O direito à inclusão social para os autistas é de extrema importância para promover a participação ativa e igualitária dessas pessoas na sociedade. Nesse sentido, a Política Nacional garante que esses indivíduos tenham acesso a oportunidades educacionais, de trabalho, culturais e de lazer, sem discriminação ou barreiras. Além disso, a lei incentiva a criação de programas e políticas que promovam a conscientização e o respeito às diferenças, criando um ambiente mais acolhedor e compreensivo para as pessoas com autismo. Com o direito à inclusão social garantido, busca-se proporcionar uma sociedade mais diversa e empática, onde todos possam conviver de forma harmoniosa, valorizando as capacidades individuais de cada pessoa com autismo e promovendo sua participação plena na comunidade em que estão inseridos.

 

Direito à proteção contra a discriminação

O direito à proteção contra a discriminação é uma salvaguarda essencial para garantir a igualdade e o respeito aos direitos das pessoas com autismo. Nesse sentido, a Lei 12.764/2012, reconhece a importância de proteger os autistas contra qualquer forma de discriminação, seja ela por motivo de sua condição, suas características ou suas necessidades específicas.

 

Essa lei tem como objetivo promover a conscientização sobre o autismo, visando eliminar estereótipos e preconceitos que possam levar à discriminação. Além disso, ela busca garantir o acesso igualitário a oportunidades educacionais, de saúde, de trabalho e de participação social. Assegurando assim, que as pessoas com autismo não sejam excluídas ou tratadas de forma injusta devido à sua condição.

 

Com o direito à proteção contra a discriminação assegurado, busca-se construir uma sociedade mais inclusiva e respeitosa, onde as pessoas com autismo possam viver sem medo de sofrer preconceito ou exclusão. Dessa forma, essa proteção é fundamental para promover a dignidade e a igualdade de direitos para todos, independentemente de suas diferenças, e para criar um ambiente mais acolhedor e justo para as pessoas com autismo.

 

Precisa de ajuda para reconhecer seus direitos de autista? Conte com o nosso apoio!

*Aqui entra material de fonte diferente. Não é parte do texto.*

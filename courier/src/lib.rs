//! Top-level controller wiring the relay's tasks together.

pub mod controller;
pub mod handler;

pub use controller::{Courier, SHUTDOWN_BROADCAST};
pub use handler::CourierHandler;
use std::path::PathBuf;

use anyhow::Context;
use clap::Parser;
use courier::Courier;

/// Multi-tenant outbound mail relay daemon
#[derive(Parser, Debug)]
#[command(name = "courier")]
#[command(about = "Run the courier mail relay", long_about = None)]
#[command(version)]
struct Cli {
    /// Path to the TOML configuration file
    #[arg(short, long, default_value = "courier.toml")]
    config: PathBuf,
}

#[tokio::main]
async fn main() -> anyhow::Result<()> {
    let cli = Cli::parse();

    let config_path = std::env::var("COURIER_CONFIG")
        .map_or(cli.config, PathBuf::from);

    let raw = if config_path.exists() {
        std::fs::read_to_string(&config_path)
            .with_context(|| format!("reading {}", config_path.display()))?
    } else {
        // No file: run on defaults, overridable through the environment.
        String::new()
    };

    let mut courier = Courier::from_toml(&raw)
        .with_context(|| format!("parsing {}", config_path.display()))?;
    courier.apply_env();

    courier.run().await
}
//! SMTP client with support for implicit TLS, STARTTLS and AUTH LOGIN.

use std::{sync::Arc, time::Duration};

use base64::{Engine, engine::general_purpose::STANDARD};
use tokio::{
    io::{AsyncReadExt, AsyncWriteExt},
    net::TcpStream,
};
use tokio_rustls::{
    TlsConnector,
    client::TlsStream,
    rustls::{
        self, ClientConfig, DigitallySignedStruct, RootCertStore, SignatureScheme,
        client::danger::{HandshakeSignatureValid, ServerCertVerified, ServerCertVerifier},
        pki_types::{CertificateDer, ServerName, UnixTime},
    },
};

use crate::{
    error::{ClientError, Result},
    response::Response,
};

/// Read chunk size; replies longer than one chunk accumulate across reads.
const READ_CHUNK: usize = 2048;

/// Hard cap on a single reply, to bound memory against a hostile server.
const MAX_REPLY_BYTES: usize = 512 * 1024;

/// Everything needed to open an authenticated session to one account's
/// SMTP server.
#[derive(Debug, Clone, PartialEq, Eq)]
pub struct ConnectSettings {
    pub host: String,
    pub port: u16,
    pub user: Option<String>,
    pub password: Option<String>,
    pub use_tls: bool,
    /// Idle TTL for pooled connections using these settings.
    pub ttl: Duration,
}

impl ConnectSettings {
    /// Pool bucket key: connections are shared per `(host, port, user)`.
    #[must_use]
    pub fn pool_key(&self) -> String {
        format!(
            "{}:{}:{}",
            self.host,
            self.port,
            self.user.as_deref().unwrap_or("")
        )
    }

    /// Port 465 wraps the socket in TLS before the greeting; every other
    /// TLS-enabled port negotiates STARTTLS after EHLO.
    #[must_use]
    pub const fn implicit_tls(&self) -> bool {
        self.use_tls && self.port == 465
    }
}

/// An SMTP client for sending commands and receiving replies.
pub struct SmtpClient {
    transport: Option<Transport>,
    /// Bytes received but not yet consumed by a parsed reply.
    pending: Vec<u8>,
    server_domain: String,
    accept_invalid_certs: bool,
}

impl SmtpClient {
    /// Connect a raw TCP session to the given address.
    pub async fn connect(addr: &str, server_domain: String) -> Result<Self> {
        let stream = TcpStream::connect(addr).await.map_err(ClientError::Io)?;

        Ok(Self {
            transport: Some(Transport::Clear(stream)),
            pending: Vec::new(),
            server_domain,
            accept_invalid_certs: false,
        })
    }

    /// Accept invalid TLS certificates. Testing only.
    #[must_use]
    pub const fn accept_invalid_certs(mut self, accept: bool) -> Self {
        self.accept_invalid_certs = accept;
        self
    }

    /// Open a fully established session: connect (within `connect_timeout`),
    /// greeting, EHLO, TLS per the port convention, and AUTH LOGIN when the
    /// settings carry a user.
    pub async fn establish(
        settings: &ConnectSettings,
        helo_name: &str,
        connect_timeout: Duration,
        accept_invalid_certs: bool,
    ) -> Result<Self> {
        let addr = format!("{}:{}", settings.host, settings.port);
        let mut client =
            tokio::time::timeout(connect_timeout, Self::connect(&addr, settings.host.clone()))
                .await
                .map_err(|_| ClientError::Timeout(format!("connect to {addr}")))??
                .accept_invalid_certs(accept_invalid_certs);

        if settings.implicit_tls() {
            client.encrypt_transport().await?;
        }

        let greeting = client.read_greeting().await?;
        if !greeting.is_success() {
            return Err(ClientError::from_response(&greeting));
        }

        let ehlo = client.ehlo(helo_name).await?;
        if !ehlo.is_success() {
            return Err(ClientError::from_response(&ehlo));
        }

        if settings.use_tls && !settings.implicit_tls() {
            let response = client.starttls().await?;
            if !response.is_success() {
                return Err(ClientError::from_response(&response));
            }
            // Re-EHLO after STARTTLS (RFC 3207)
            let ehlo = client.ehlo(helo_name).await?;
            if !ehlo.is_success() {
                return Err(ClientError::from_response(&ehlo));
            }
        }

        if let (Some(user), Some(password)) = (&settings.user, &settings.password) {
            client.auth_login(user, password).await?;
        }

        Ok(client)
    }

    /// Read the initial server greeting (220 response).
    pub async fn read_greeting(&mut self) -> Result<Response> {
        self.read_response().await
    }

    /// Send a command to the server without waiting for a response.
    pub async fn send_command(&mut self, command: &str) -> Result<()> {
        let data = format!("{command}\r\n");
        self.transport_mut()?.write_all(data.as_bytes()).await
    }

    /// Send a command and read the response.
    pub async fn command(&mut self, command: &str) -> Result<Response> {
        self.send_command(command).await?;
        self.read_response().await
    }

    pub async fn ehlo(&mut self, domain: &str) -> Result<Response> {
        self.command(&format!("EHLO {domain}")).await
    }

    pub async fn helo(&mut self, domain: &str) -> Result<Response> {
        self.command(&format!("HELO {domain}")).await
    }

    pub async fn mail_from(&mut self, from: &str) -> Result<Response> {
        self.command(&format!("MAIL FROM:<{from}>")).await
    }

    pub async fn rcpt_to(&mut self, to: &str) -> Result<Response> {
        self.command(&format!("RCPT TO:<{to}>")).await
    }

    pub async fn data(&mut self) -> Result<Response> {
        self.command("DATA").await
    }

    /// Send the message data followed by the end-of-data marker.
    pub async fn send_data(&mut self, data: &str) -> Result<Response> {
        let transport = self.transport_mut()?;
        transport.write_all(data.as_bytes()).await?;

        // Normalize the trailing line ending before the terminating dot.
        if data.ends_with("\r\n") {
            // already terminated
        } else if data.ends_with('\n') {
            transport.write_all(b"\r").await?;
        } else {
            transport.write_all(b"\r\n").await?;
        }
        transport.write_all(b".\r\n").await?;

        self.read_response().await
    }

    pub async fn quit(&mut self) -> Result<Response> {
        self.command("QUIT").await
    }

    pub async fn rset(&mut self) -> Result<Response> {
        self.command("RSET").await
    }

    /// NOOP round-trip; the pool's health probe.
    pub async fn noop(&mut self) -> Result<Response> {
        self.command("NOOP").await
    }

    /// AUTH LOGIN exchange: base64 user then base64 password.
    pub async fn auth_login(&mut self, user: &str, password: &str) -> Result<Response> {
        let response = self.command("AUTH LOGIN").await?;
        if !response.is_intermediate() {
            return Err(ClientError::from_response(&response));
        }

        let response = self.command(&STANDARD.encode(user)).await?;
        if !response.is_intermediate() {
            return Err(ClientError::from_response(&response));
        }

        let response = self.command(&STANDARD.encode(password)).await?;
        if !response.is_success() {
            return Err(ClientError::from_response(&response));
        }
        Ok(response)
    }

    /// STARTTLS negotiation, upgrading the stream on success.
    pub async fn starttls(&mut self) -> Result<Response> {
        let response = self.command("STARTTLS").await?;
        if response.is_success() {
            self.encrypt_transport().await?;
        }
        Ok(response)
    }

    /// Wrap the current transport in TLS.
    async fn encrypt_transport(&mut self) -> Result<()> {
        let transport = self
            .transport
            .take()
            .ok_or(ClientError::ConnectionClosed)?;
        let Transport::Clear(stream) = transport else {
            self.transport = Some(transport);
            return Err(ClientError::Tls("session is already encrypted".to_string()));
        };

        let connector = tls_connector(self.accept_invalid_certs)?;
        let server_name = ServerName::try_from(self.server_domain.clone())
            .map_err(|e| ClientError::Tls(format!("invalid server name: {e}")))?;
        let encrypted = connector
            .connect(server_name, stream)
            .await
            .map_err(|e| ClientError::Tls(e.to_string()))?;

        self.transport = Some(Transport::Encrypted(Box::new(encrypted)));
        Ok(())
    }

    fn transport_mut(&mut self) -> Result<&mut Transport> {
        self.transport.as_mut().ok_or(ClientError::ConnectionClosed)
    }

    /// Read until the pending buffer holds one complete reply.
    ///
    /// Incoming bytes accumulate in `pending`; each parsed reply drains
    /// exactly the bytes it consumed, so pipelined data survives for the
    /// next call.
    async fn read_response(&mut self) -> Result<Response> {
        let mut chunk = [0u8; READ_CHUNK];

        loop {
            if let Some((response, consumed)) = Response::parse(&self.pending)? {
                self.pending.drain(..consumed);
                return Ok(response);
            }

            if self.pending.len() >= MAX_REPLY_BYTES {
                return Err(ClientError::Parse(format!(
                    "reply exceeds {MAX_REPLY_BYTES} bytes"
                )));
            }

            let n = self.transport_mut()?.read_some(&mut chunk).await?;
            self.pending.extend_from_slice(&chunk[..n]);
        }
    }
}

/// The wire under the client: clear TCP or a TLS session over it.
enum Transport {
    Clear(TcpStream),
    Encrypted(Box<TlsStream<TcpStream>>),
}

impl Transport {
    async fn write_all(&mut self, data: &[u8]) -> Result<()> {
        match self {
            Self::Clear(stream) => stream.write_all(data).await?,
            Self::Encrypted(stream) => stream.write_all(data).await?,
        }
        Ok(())
    }

    /// Read at least one byte; EOF surfaces as `ConnectionClosed`.
    async fn read_some(&mut self, buf: &mut [u8]) -> Result<usize> {
        let n = match self {
            Self::Clear(stream) => stream.read(buf).await?,
            Self::Encrypted(stream) => stream.read(buf).await?,
        };
        if n == 0 {
            Err(ClientError::ConnectionClosed)
        } else {
            Ok(n)
        }
    }
}

/// Build a TLS connector with native roots, optionally with verification
/// disabled for tests against self-signed servers.
fn tls_connector(accept_invalid_certs: bool) -> Result<TlsConnector> {
    let loaded = rustls_native_certs::load_native_certs();
    if !loaded.errors.is_empty() {
        tracing::warn!(?loaded.errors, "some native certificates could not be loaded");
    }

    let mut roots = RootCertStore::empty();
    let (added, skipped) = roots.add_parsable_certificates(loaded.certs);
    tracing::trace!(added, skipped, "native root certificates loaded");

    let mut config = ClientConfig::builder()
        .with_root_certificates(roots)
        .with_no_client_auth();
    if accept_invalid_certs {
        config
            .dangerous()
            .set_certificate_verifier(Arc::new(InsecureVerifier));
    }

    Ok(TlsConnector::from(Arc::new(config)))
}

/// Accepts any certificate. Wired in only behind `accept_invalid_certs`.
#[derive(Debug)]
struct InsecureVerifier;

impl ServerCertVerifier for InsecureVerifier {
    fn verify_server_cert(
        &self,
        _end_entity: &CertificateDer<'_>,
        _intermediates: &[CertificateDer<'_>],
        _server_name: &ServerName<'_>,
        _ocsp_response: &[u8],
        _now: UnixTime,
    ) -> std::result::Result<ServerCertVerified, rustls::Error> {
        Ok(ServerCertVerified::assertion())
    }

    fn verify_tls12_signature(
        &self,
        _message: &[u8],
        _cert: &CertificateDer<'_>,
        _dss: &DigitallySignedStruct,
    ) -> std::result::Result<HandshakeSignatureValid, rustls::Error> {
        Ok(HandshakeSignatureValid::assertion())
    }

    fn verify_tls13_signature(
        &self,
        _message: &[u8],
        _cert: &CertificateDer<'_>,
        _dss: &DigitallySignedStruct,
    ) -> std::result::Result<HandshakeSignatureValid, rustls::Error> {
        Ok(HandshakeSignatureValid::assertion())
    }

    fn supported_verify_schemes(&self) -> Vec<SignatureScheme> {
        vec![
            SignatureScheme::RSA_PKCS1_SHA256,
            SignatureScheme::RSA_PSS_SHA256,
            SignatureScheme::ECDSA_NISTP256_SHA256,
            SignatureScheme::ED25519,
        ]
    }
}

Em suma, é fundamental reconhecer que as pessoas com autismo têm os mesmos direitos que qualquer outra pessoa. A Política Nacional de Proteção dos Direitos da Pessoa com Transtorno do Espectro Autista, estabelecida pela Lei Berenice Piana (LEI 12.764/2012), busca assegurar que esses direitos sejam respeitados e garantidos em todas as esferas da sociedade. Portanto, é crucial que a sociedade esteja ciente da importância de promover a inclusão, o respeito e a igualdade de oportunidades para as pessoas com autismo.

 

Para defender seus direitos, é essencial que as pessoas com autismo, assim como seus familiares e cuidadores, tenham conhecimento sobre as leis que os protegem. Saber como acessar e exercer esses direitos é um passo importante para garantir uma vida digna e plena para todos.

 

Se você ou alguém que você conhece tiver seus direitos violados, não hesite em procurar ajuda de um advogado especializado. Esses profissionais podem auxiliar no entendimento das leis, bem como orientar sobre os procedimentos legais e buscar a devida proteção e reparação em caso de violações.

 

Ao trabalharmos juntos para respeitar e defender os direitos das pessoas com autismo, podemos construir uma sociedade mais inclusiva e acolhedora. Assim, cada indivíduo possa viver com dignidade e igualdade, independentemente de suas diferenças. É uma jornada coletiva em busca de um mundo mais justo e empático para todos.